Хмурый, как пасмурный день, Скрат стоял на крыльце своего дома и, попыхивая трубкой, решал насущную на данный момент проблему: стоит ли ему посетить сортир или тут же, не сходя с места, оросить и без того мокрые от дождя деревянные ступени. Несмотря на всю свою смехотворность, задача оказалась довольно сложной: с одной стороны, Скрат был исправным хозяином и аккуратистом, требовательным не только к людям, но и к себе; с другой – ему ужасно не хотелось мокнуть под этим проклятущим дождем, неустанно льющим с небес вот уже на протяжении двух месяцев.
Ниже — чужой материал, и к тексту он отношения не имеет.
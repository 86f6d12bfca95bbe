#[derive(Debug, Clone, Copy, PartialEq, Eq, Hash)]
pub enum WeaponKind {
    Rifle,
    Sniper,
    Smg,
}

impl WeaponKind {
    pub const ALL: [WeaponKind; 3] = [WeaponKind::Rifle, WeaponKind::Sniper, WeaponKind::Smg];

    pub fn spec(self) -> &'static WeaponSpec {
        match self {
            WeaponKind::Rifle => &WeaponSpec::RIFLE,
            WeaponKind::Sniper => &WeaponSpec::SNIPER,
            WeaponKind::Smg => &WeaponSpec::SMG,
        }
    }
}

/// Immutable weapon archetype. The three kinds differ only in these numbers.
#[derive(Debug, Clone, PartialEq)]
pub struct WeaponSpec {
    pub name: &'static str,
    pub damage: f32,
    /// Rounds per second.
    pub fire_rate: f32,
    pub magazine_size: u32,
    /// Seconds.
    pub reload_time: f32,
    pub projectile_speed: f32,
    /// Degrees.
    pub spread: f32,
    pub length: f32,
    pub thickness: f32,
}

impl WeaponSpec {
    pub const RIFLE: WeaponSpec = WeaponSpec {
        name: "Assault Rifle",
        damage: 6.0,
        fire_rate: 8.0,
        magazine_size: 30,
        reload_time: 2.0,
        projectile_speed: 300.0,
        spread: 3.0,
        length: 1.5,
        thickness: 0.4,
    };

    pub const SNIPER: WeaponSpec = WeaponSpec {
        name: "Sniper Rifle",
        damage: 20.0,
        fire_rate: 1.0,
        magazine_size: 5,
        reload_time: 3.0,
        projectile_speed: 900.0,
        spread: 0.5,
        length: 2.2,
        thickness: 0.3,
    };

    pub const SMG: WeaponSpec = WeaponSpec {
        name: "Submachine Gun",
        damage: 2.5,
        fire_rate: 10.0,
        magazine_size: 45,
        reload_time: 1.5,
        projectile_speed: 400.0,
        spread: 6.0,
        length: 1.2,
        thickness: 0.5,
    };

    /// Minimum milliseconds between two successful shots.
    pub fn shot_interval_ms(&self) -> f32 {
        1000.0 / self.fire_rate
    }

    pub fn reload_ms(&self) -> u64 {
        (self.reload_time * 1000.0) as u64
    }
}
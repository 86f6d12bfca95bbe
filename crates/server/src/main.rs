mod tui;

use std::io;
use std::time::Duration;

use anyhow::{Context, Result};
use clap::{Parser, ValueEnum};
use crossterm::event::{self, Event, KeyEventKind};
use crossterm::terminal::{self, EnterAlternateScreen, LeaveAlternateScreen};
use crossterm::{cursor, execute};
use ratatui::Terminal;
use ratatui::backend::CrosstermBackend;

use skirmish::relay::{HitDelivery, RelayConfig, RelayHandle, RelayServer};
use tui::TuiState;

#[derive(Debug, Clone, Copy, PartialEq, Eq, ValueEnum)]
enum HitDeliveryArg {
    Broadcast,
    TargetOnly,
}

impl From<HitDeliveryArg> for HitDelivery {
    fn from(arg: HitDeliveryArg) -> Self {
        match arg {
            HitDeliveryArg::Broadcast => HitDelivery::Broadcast,
            HitDeliveryArg::TargetOnly => HitDelivery::TargetOnly,
        }
    }
}

#[derive(Parser)]
#[command(name = "skirmish-relay")]
#[command(about = "Skirmish arena relay")]
struct Args {
    #[arg(short, long, default_value = "0.0.0.0")]
    bind: String,

    #[arg(short, long, default_value_t = skirmish::DEFAULT_PORT)]
    port: u16,

    #[arg(short, long, default_value_t = 32)]
    max_clients: usize,

    #[arg(long, value_enum, default_value_t = HitDeliveryArg::Broadcast, help = "Who receives relayed hits")]
    hit_delivery: HitDeliveryArg,

    #[arg(long, default_value_t = 5000, help = "Handshake timeout in ms")]
    handshake_timeout: u64,

    #[arg(long, default_value_t = 256, help = "Frames queued per client before it is dropped")]
    send_queue: usize,

    #[arg(long)]
    headless: bool,
}

#[tokio::main]
async fn main() -> Result<()> {
    let args = Args::parse();

    let config = RelayConfig {
        bind_addr: format!("{}:{}", args.bind, args.port),
        max_clients: args.max_clients,
        hit_delivery: args.hit_delivery.into(),
        handshake_timeout: Duration::from_millis(args.handshake_timeout),
        send_queue_capacity: args.send_queue,
        ..RelayConfig::default()
    };

    if args.headless {
        env_logger::Builder::from_env(env_logger::Env::default().default_filter_or("info")).init();
    }

    let server = RelayServer::bind(config)
        .await
        .context("failed to start relay")?;
    let handle = server.handle();

    if args.headless {
        log::info!(
            "Relay started on {} (hits: {})",
            server.local_addr(),
            handle.config().hit_delivery
        );
        let ctrl_c = handle.clone();
        tokio::spawn(async move {
            if tokio::signal::ctrl_c().await.is_ok() {
                ctrl_c.shutdown();
            }
        });
        server.run().await?;
        log::info!("Relay stopped");
    } else {
        let relay = tokio::spawn(server.run());
        let result = run_with_tui(&handle).await;
        handle.shutdown();
        relay.await??;
        result?;
    }

    Ok(())
}

async fn run_with_tui(handle: &RelayHandle) -> io::Result<()> {
    terminal::enable_raw_mode()?;
    let mut stdout = io::stdout();
    execute!(stdout, EnterAlternateScreen, cursor::Hide)?;

    let backend = CrosstermBackend::new(stdout);
    let mut terminal = Terminal::new(backend)?;

    let mut tui_state = TuiState::new();
    tui_state.log_info(format!(
        "Hit delivery: {}, max clients: {}",
        handle.config().hit_delivery,
        handle.config().max_clients
    ));

    let mut frame_timer = tokio::time::interval(Duration::from_millis(50));
    while handle.is_running() && !tui_state.should_quit() {
        frame_timer.tick().await;

        for event in handle.drain_events() {
            tui_state.record(event);
        }

        if let Some(client_id) = tui_state.take_pending_kick() {
            if handle.kick(client_id).await {
                tui_state.log_warn(format!("Kicked client {}", client_id));
            }
        }

        let clients = handle.client_infos().await;
        while event::poll(Duration::ZERO)? {
            if let Event::Key(key) = event::read()? {
                if key.kind == KeyEventKind::Press {
                    tui_state.handle_key(key.code, key.modifiers, &clients);
                }
            }
        }

        let stats = handle.stats().await;
        terminal.draw(|frame| {
            tui::render(frame, &tui_state, &stats, &clients);
        })?;
    }

    terminal::disable_raw_mode()?;
    execute!(terminal.backend_mut(), LeaveAlternateScreen, cursor::Show)?;

    Ok(())
}
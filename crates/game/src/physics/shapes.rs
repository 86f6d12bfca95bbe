use glam::Vec2;

#[derive(Debug, Clone, Copy, PartialEq)]
pub struct Circle {
    pub center: Vec2,
    pub radius: f32,
}

impl Circle {
    pub fn new(center: Vec2, radius: f32) -> Self {
        Self { center, radius }
    }

    #[inline]
    pub fn overlaps_circle(&self, other: &Circle) -> bool {
        let combined = self.radius + other.radius;
        self.center.distance_squared(other.center) < combined * combined
    }

    #[inline]
    pub fn overlaps_rect(&self, rect: &Rect) -> bool {
        let closest = self.center.clamp(rect.min(), rect.max());
        self.center.distance_squared(closest) < self.radius * self.radius
    }
}

/// Axis-aligned rectangle anchored at its lower-left corner.
#[derive(Debug, Clone, Copy, PartialEq)]
pub struct Rect {
    pub x: f32,
    pub y: f32,
    pub width: f32,
    pub height: f32,
}

impl Rect {
    pub fn new(x: f32, y: f32, width: f32, height: f32) -> Self {
        Self {
            x,
            y,
            width,
            height,
        }
    }

    pub fn min(&self) -> Vec2 {
        Vec2::new(self.x, self.y)
    }

    pub fn max(&self) -> Vec2 {
        Vec2::new(self.x + self.width, self.y + self.height)
    }
}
Не привыкший к более или менее интенсивным умственным нагрузкам мозг крестьянина тщательно взвешивал все «про» и «контра». Все-таки реальная перспектива насквозь промокнуть самому и испачкать в грязи новенькие лапти и онучи подвигла мужчину, преодолев врожденный стыд, справить малую нужду прямо с крыльца.
Удовлетворив естественную потребность организма, Скрат в который раз с тоской посмотрел на небо и, как обычно, не увидел на нем ничего обнадеживающего. Все те же низко нависшие свинцовые тучи, отделившие мир от благодатного дневного светила непроницаемой пеленой, все тот же дождь, успевший надоесть хуже горькой редьки, и непролазная грязь – непременный спутник всякого ненастья.
Вид монолитного, как скала, серого неба, низвергающего на головы ни в чем не повинных обитателей Малых Рыбиц избыточное количество влаги, направил неторопливое движение мыслей мужчины в несколько иное русло. Две недели назад местным крестьянам пришлось распрощаться с надеждой получить хотя бы какой-нибудь урожай зерновых. Еще пара дней такого дождя – и корнеплоды, так же как зерно, сгниют, что называется, на корню. Вот тогда многочисленное горластое семейство Скрата ждет целая пропасть проблем. Мужчина вспомнил, как давным-давно, еще в раннем детстве, Малые Рыбицы постигла точно такая же беда и как люди, подъев заготовленные припасы, принялись за собак, кошек и даже крыс. После той голодной зимы выжила едва ли половина взрослого населения деревни, а что касается детей и стариков – их осталось раз-два и обчелся. Самое страшное, что хоть волком вой, а помощи ждать обитателям Малых Рыбиц неоткуда: население прочих окрестных деревушек находится точно в таком же положении, а лендлорд преспокойно отсидится за высокими стенами своего замка, и горести арендаторов его мало волнуют – эти подохнут, бабы еще нарожают.
Желудок Скрата спазматически сжался, отзываясь явственной болью на воспоминание о том, как его добрая бабушка во время той голодухи отпаивала внука отваром ивовой коры и еще какой-то дряни. Горькое пойло на время отбивало аппетит, но очень скоро желание что-нибудь съесть вновь возвращалось с удвоенной силой. Затем мужчина ощутил во рту божественный вкус щей, сваренных из молодой весенней крапивы и нежных побегов лебеды. По прошествии многих лет никакое, даже самое изысканное блюдо не казалось ему столь восхитительным, поскольку лишь с появлением первой зелени его изголодавшееся за ту голодную зиму брюхо наконец-то получило хотя бы какую-то пищу в достаточном количестве. Впрочем, какие могут быть изысканные блюда в семье обыкновенного крестьянина, гнущего спину на арендованной у богатея-лендлорда земле? Лепешка, выпеченная из ржаной муки грубого помола, шмат свиного сала, пареная репа да кружка ячменного пива домашнего производства – вот и все немудреные яства, коими время от времени может побаловать себя землепашец. А теперь, в связи с разразившимся пару месяцев назад ненастьем, хоть сейчас ложись и протягивай ноги – еще одной лютой зимы ни ему, ни его многочисленному семейству не пережить.
Точно так же думали и другие обитатели Малых Рыбиц. Те, кто был помоложе и не обременен многочисленным потомством, не дожидаясь повального голода, собирали нехитрый скарб и бежали из деревни. Кто в ближайший город, надеясь до холодов хоть как-то обустроиться на новом месте и пережить надвигающуюся голодуху каким-нибудь ремеслом или попросту попрошайничеством. Кто-то пополнял банды лесных разбойников, промышлявших на большой дороге, рискуя рано или поздно быть зарубленным острым мечом наемного охранника купеческого каравана, четвертованным топором безжалостного палача либо самым банальным образом зарезанным при дележе добычи своим же коллегой по разбойному цеху.